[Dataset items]
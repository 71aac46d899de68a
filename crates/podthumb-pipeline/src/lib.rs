//! Podcast thumbnail pipeline.
//!
//! This crate provides:
//! - Stage orchestration (identify, extract/crop, headshot, compose)
//! - Content-addressed stage caching and manifest TTL caching
//! - Validation of the identification model's JSON
//! - Retry with linear backoff for remote calls
//! - Standalone headshot and thumbnail operations

pub mod cache_key;
pub mod compose;
pub mod config;
pub mod error;
pub mod generate;
pub mod headshot;
pub mod logging;
pub mod metrics;
pub mod orchestrator;
pub mod ports;
pub mod prompts;
pub mod retry;
pub mod stage_cache;
pub mod validate;

pub use cache_key::{CacheKey, Fingerprint};
pub use compose::ComposeRequest;
pub use config::{ConfigOverrides, OutputLayout, PipelineConfig};
pub use error::{PipelineError, PipelineResult, RunFailure};
pub use generate::{CallCounter, GenerationOutput, ImageStage};
pub use headshot::HeadshotRequest;
pub use logging::RunLogger;
pub use orchestrator::{Collaborators, PipelineOrchestrator};
pub use ports::{FfmpegFrameExtractor, FrameExtractor, ImageGenerator, SpeakerIdentifier};
pub use prompts::{identify_prompt, thumbnail_prompt, Template, HEADSHOT_PROMPT};
pub use retry::{CallOutcome, RetryPolicy, RetryResult};
pub use stage_cache::{artifact_paths, ArtifactCache, ManifestCache};
pub use validate::ResponseValidator;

- TASK TO COMPLETE:
Repeat the entries. Keep each one exactly as written.

- ANSWER SPACE:
repository 71aac46d899de68a
filename crates/podthumb-pipeline/src/lib.rs
//! Podcast thumbnail pipeline.
//!
//! This crate provides:
//! - Stage orchestration (identify, extract/crop, headshot, compose)
//! - Content-addressed stage caching and manifest TTL caching
//! - Validation of the identification model's JSON
//! - Retry with linear backoff for remote calls
//! - Standalone headshot and thumbnail operations

pub mod cache_key;
pub mod compose;
pub mod config;
pub mod error;
pub mod generate;
pub mod headshot;
pub mod logging;
pub mod metrics;
pub mod orchestrator;
pub mod ports;
pub mod prompts;
pub mod retry;
pub mod stage_cache;
pub mod validate;

pub use cache_key::{CacheKey, Fingerprint};
pub use compose::ComposeRequest;
pub use config::{ConfigOverrides, OutputLayout, PipelineConfig};
pub use error::{PipelineError, PipelineResult, RunFailure};
pub use generate::{CallCounter, GenerationOutput, ImageStage};
pub use headshot::HeadshotRequest;
pub use logging::RunLogger;
pub use orchestrator::{Collaborators, PipelineOrchestrator};
pub use ports::{FfmpegFrameExtractor, FrameExtractor, ImageGenerator, SpeakerIdentifier};
pub use prompts::{identify_prompt, thumbnail_prompt, Template, HEADSHOT_PROMPT};
pub use retry::{CallOutcome, RetryPolicy, RetryResult};
pub use stage_cache::{artifact_paths, ArtifactCache, ManifestCache};
pub use validate::ResponseValidator;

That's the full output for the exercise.